Kissed by Venus is the only magazine I ever take time to read, from it’s always-arresting front cover through to the back, where Botticelli’s delectable Venus suggestively anticpates the next issue. Front to back, every contribution merits praise, far too much to post in a comment box.
“Flaming June” – A perfectly prescient cover for this late, burning-summer release. Thought until I blew it up it was a Waterhouse I had overlooked (love him – he’s the background of the computer on my website) but now I’ve found a new artist to explore.
“Requiem” – Where did we go? Modern culture is fast losing so many of the ceremonies (bat mitzvahs, quinceañeras) that honor the transition from childhood to womanhood. I had no clear demaraction and live with the benignly lingering ghost of the girl/young woman I used to be.
“Stranger Than Fiction” – In my early lesbianhood I wore my hair in a mullet and tried to be a man-hating butch. That lasted until I realized I would have to spend the rest of my life actively disliking over 50% of the human population. And wasn’t that what I was supposed to be so angry about, that men were such misogynists, each and every one hating each and every woman on earth? I’m embarrassed to say my hypocrisy lasted even two weeks. I let my hair grow out and decided to judge each man, and woman, on individual rather than collective merit. Now, many suns later, with the publication of The River Within I’ve had to confront that ‘what is a lesbian?’ question all over again. Still have no sharp or easily defined answer. That in itself defines diversity.
“The Art of P” - One of my favorite quotes is from James Hillman, attributed to Don DeLillo: “The work…comes out of all the time a writer wastes. We stand around, look out the window, walk down the hall, come back to the page…”. I like to add, “… and repeat.”
“A Fairy Queen” – Deeply in the middle of Wilson’s When Women Were Warriors, Book I, and now know I have all the promise of Book II to look forward to. Ahhh.

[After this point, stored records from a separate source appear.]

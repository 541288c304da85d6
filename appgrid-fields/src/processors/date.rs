//! ISO-8601 date and datetime processors.

use chrono::{DateTime, NaiveDate, NaiveDateTime, SecondsFormat, Utc};
use serde_json::Value as JsonValue;

use super::FieldProcessor;
use crate::error::FieldError;
use crate::types::FieldDef;
use crate::value::Value;

pub(crate) fn parse_date(s: &str) -> Option<NaiveDate> {
    let s = s.trim();
    NaiveDate::parse_from_str(s, "%Y-%m-%d")
        .ok()
        .or_else(|| parse_datetime(s).map(|dt| dt.date_naive()))
}

pub(crate) fn parse_datetime(s: &str) -> Option<DateTime<Utc>> {
    let s = s.trim();
    if let Ok(dt) = DateTime::parse_from_rfc3339(s) {
        return Some(dt.with_timezone(&Utc));
    }
    for fmt in ["%Y-%m-%dT%H:%M:%S%.f", "%Y-%m-%d %H:%M:%S%.f", "%Y-%m-%dT%H:%M"] {
        if let Ok(naive) = NaiveDateTime::parse_from_str(s, fmt) {
            return Some(naive.and_utc());
        }
    }
    NaiveDate::parse_from_str(s, "%Y-%m-%d")
        .ok()
        .and_then(|d| d.and_hms_opt(0, 0, 0))
        .map(|naive| naive.and_utc())
}

/// Calendar dates, stored as `YYYY-MM-DD`.
pub struct DateProcessor;

impl FieldProcessor for DateProcessor {
    fn validate(&self, value: &JsonValue, _field: &FieldDef) -> Result<(), FieldError> {
        value
            .as_str()
            .and_then(parse_date)
            .map(|_| ())
            .ok_or_else(|| FieldError::new("must be an ISO-8601 date"))
    }

    fn transform(&self, value: &JsonValue, _field: &FieldDef) -> Value {
        value
            .as_str()
            .and_then(parse_date)
            .map(|d| Value::String(d.format("%Y-%m-%d").to_string()))
            .unwrap_or_default()
    }
}

/// Instants, stored as RFC 3339 in UTC.
pub struct DateTimeProcessor;

impl FieldProcessor for DateTimeProcessor {
    fn validate(&self, value: &JsonValue, _field: &FieldDef) -> Result<(), FieldError> {
        value
            .as_str()
            .and_then(parse_datetime)
            .map(|_| ())
            .ok_or_else(|| FieldError::new("must be an ISO-8601 datetime"))
    }

    fn transform(&self, value: &JsonValue, _field: &FieldDef) -> Value {
        value
            .as_str()
            .and_then(parse_datetime)
            .map(|dt| Value::String(dt.to_rfc3339_opts(SecondsFormat::Secs, true)))
            .unwrap_or_default()
    }
}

“Kissing Bobby Kennedy” - Like reading the diary of ”Joan” on “Mad Men”! What could have been a very sad essay about the Butterfly Effect, was actually very affirming. If one considers that a single kiss may have diverted history’s course, if it was that important, then I like to believe it had to happen, was destined as part of a master plan we have no vision for. I think our choice of a God does indeed “see every sparrow that falls”, and as hard as that may be to watch, there is a reason for each sparrow’s fall. Maybe RFK would have recreated the mythos of his brother’s Camelot (though even paradisaical Camelot was eventually lost). Or maybe he had to fall so things could get worse before they got better. Either way, I’m glad Marguerite met her date with Fate.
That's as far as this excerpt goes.